The lung cancer manages to “bring on its side” the macrophages by acting on their mothers even before they come out of the bone marrow.
The lung cancer is not limited to hiding from the immune system to spread without obstacles: it promises it to its advantage, dragging the macrophages – the “brush” cells on its side – even before mature, when they are in the bone marrow. The discovery published on Nature It provides more elements to combat lung cancer before it has completely passed off our white blood cells, and thus enhance immunotherapies.
Traitor macrophages
The success of immunotherapy for the treatment of non -small cell lung cancer (NSCLC), which represents 85% of cases of lung cancer, can be hindered by the protumoral macrophages – immune cells that instead of fighting the tumor, support it, favoring its diffusion. So far these cells have been thought to “convert” only once the tumor website, but the study led by the icihn school of medicine scientists of the Mount Sinai in New York, shows this process much earlier.
The macrophages are reprogrammed to assist the lung cancer well before they reach the respiratory organ: that is, when they are in the bone marrow and have yet to reach maturity.
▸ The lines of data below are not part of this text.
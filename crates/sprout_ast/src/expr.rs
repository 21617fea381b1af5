//! Expressions

use crate::node::{AstNode, NodeKind};
use sprout_tokens::spanned::{Span, Spanned};

/// An expression
#[derive(Debug)]
pub enum Expr {
    Binary(BinaryExpr),
    Negate(NegateExpr),
    Identifier(Identifier),
    Literal(Literal),
    Call(Call),
}

impl Spanned for Expr {
    fn span(&self) -> Span {
        match self {
            Expr::Binary(e) => e.span(),
            Expr::Negate(e) => e.span(),
            Expr::Identifier(e) => e.span(),
            Expr::Literal(e) => e.span(),
            Expr::Call(e) => e.span(),
        }
    }
}

impl AstNode for Expr {
    fn kind(&self) -> NodeKind {
        match self {
            Expr::Binary(e) => e.kind(),
            Expr::Negate(e) => e.kind(),
            Expr::Identifier(e) => e.kind(),
            Expr::Literal(e) => e.kind(),
            Expr::Call(e) => e.kind(),
        }
    }

    fn value(&self) -> Option<&str> {
        match self {
            Expr::Binary(e) => e.value(),
            Expr::Negate(e) => e.value(),
            Expr::Identifier(e) => e.value(),
            Expr::Literal(e) => e.value(),
            Expr::Call(e) => e.value(),
        }
    }
}

/// A binary operator
#[derive(Debug, Copy, Clone, PartialEq, Eq, Hash, strum::Display)]
pub enum BinaryOp {
    #[strum(serialize = "+")]
    Add,
    #[strum(serialize = "-")]
    Sub,
    #[strum(serialize = "*")]
    Mul,
    #[strum(serialize = "/")]
    Div,
    #[strum(serialize = "==")]
    Eq,
    #[strum(serialize = "!=")]
    Neq,
    #[strum(serialize = "<")]
    Lt,
    #[strum(serialize = "<=")]
    Lte,
    #[strum(serialize = ">")]
    Gt,
    #[strum(serialize = ">=")]
    Gte,
}

impl BinaryOp {
    pub fn node_kind(&self) -> NodeKind {
        match self {
            BinaryOp::Add => NodeKind::Add,
            BinaryOp::Sub => NodeKind::Sub,
            BinaryOp::Mul => NodeKind::Mul,
            BinaryOp::Div => NodeKind::Div,
            BinaryOp::Eq => NodeKind::Eq,
            BinaryOp::Neq => NodeKind::Neq,
            BinaryOp::Lt => NodeKind::Lt,
            BinaryOp::Lte => NodeKind::Lte,
            BinaryOp::Gt => NodeKind::Gt,
            BinaryOp::Gte => NodeKind::Gte,
        }
    }

    /// Operators at the multiplicative level
    pub fn is_multiplicative(&self) -> bool {
        matches!(self, BinaryOp::Mul | BinaryOp::Div)
    }
}

/// `lhs op rhs`
#[derive(Debug)]
pub struct BinaryExpr {
    pub op: BinaryOp,
    pub lhs: Box<Expr>,
    pub rhs: Box<Expr>,
    pub span: Span,
}

impl BinaryExpr {
    /// Creates a binary expression spanning both operands
    pub fn new(op: BinaryOp, lhs: Expr, rhs: Expr) -> Self {
        let span = lhs.span().join(rhs.span());
        Self {
            op,
            lhs: Box::new(lhs),
            rhs: Box::new(rhs),
            span,
        }
    }
}

impl AstNode for BinaryExpr {
    fn kind(&self) -> NodeKind {
        self.op.node_kind()
    }
}

/// `-operand`
#[derive(Debug)]
pub struct NegateExpr {
    pub operand: Box<Expr>,
    pub span: Span,
}

impl AstNode for NegateExpr {
    fn kind(&self) -> NodeKind {
        NodeKind::Negate
    }
}

/// A reference to a declared name
#[derive(Debug)]
pub struct Identifier {
    pub name: String,
    pub span: Span,
}

impl AstNode for Identifier {
    fn kind(&self) -> NodeKind {
        NodeKind::Identifier
    }

    fn value(&self) -> Option<&str> {
        Some(&self.name)
    }
}

/// The kind of a literal
#[derive(Debug, Copy, Clone, PartialEq, Eq, Hash)]
pub enum LiteralKind {
    Int,
    Float,
}

/// A numeric literal, kept as written
#[derive(Debug)]
pub struct Literal {
    pub kind: LiteralKind,
    pub text: String,
    pub span: Span,
}

impl AstNode for Literal {
    fn kind(&self) -> NodeKind {
        match self.kind {
            LiteralKind::Int => NodeKind::IntLiteral,
            LiteralKind::Float => NodeKind::FloatLiteral,
        }
    }

    fn value(&self) -> Option<&str> {
        Some(&self.text)
    }
}

/// A call of a function or procedure
#[derive(Debug)]
pub struct Call {
    pub name: String,
    pub args: ArgList,
    pub span: Span,
}

impl AstNode for Call {
    fn kind(&self) -> NodeKind {
        NodeKind::Call
    }

    fn value(&self) -> Option<&str> {
        Some(&self.name)
    }
}

/// A parenthesized, comma separated list of arguments
#[derive(Debug)]
pub struct ArgList {
    pub args: Vec<Expr>,
    pub span: Span,
}

impl AstNode for ArgList {
    fn kind(&self) -> NodeKind {
        NodeKind::ArgList
    }
}

crate::impl_spanned!(BinaryExpr, NegateExpr, Identifier, Literal, Call, ArgList);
Thanks to advanced genomic mapping systems of the single cell, scientists have discovered that the tumor begins to influence the already behavior of the progenitor cells of the macrophages inside the bone marrow.
After this first blow, which directs the function of the macrophages even before they have differentiated, a second “hook” arrives well settled when the macrophages are located on the tumor website, which definitively certifies their conversion.
Early interventions
«If we wait to target and reprogram immune cells when they are inside the tumor, it could already be too late to reverse the process. We need strategies to intervene much earlier, while these cells are still in the development phase, so that they can prevent them from becoming an allied of cancer, “says Samarth Hegde, the first author of the study.
A possible target on which to intervene is a protein that helps cells to face stress, the NRF2. This protein appears changed on the progenitor cells of the macrophages co -opted by the tumor and definitively altered once the macrophages have become protmorial, on the site where cancer is present.
When the authors of the study tried to block the protein (through drugs or with genetic editing) in preclinical studies on mice and on humans, less proto -macrophages were formed and the immune system has managed to activate a more decisive response against the tumor.
Nrf2 protein inhibitors could make immunotherapies against this form of lung cancer more effective, according to the authors, who would also like to develop blood tests capable of identifying the precursors of the deviated macrophages, before they give rise to protuming macrophages. The next step will be to understand if these same genetic alterations are also present in other types of cancer.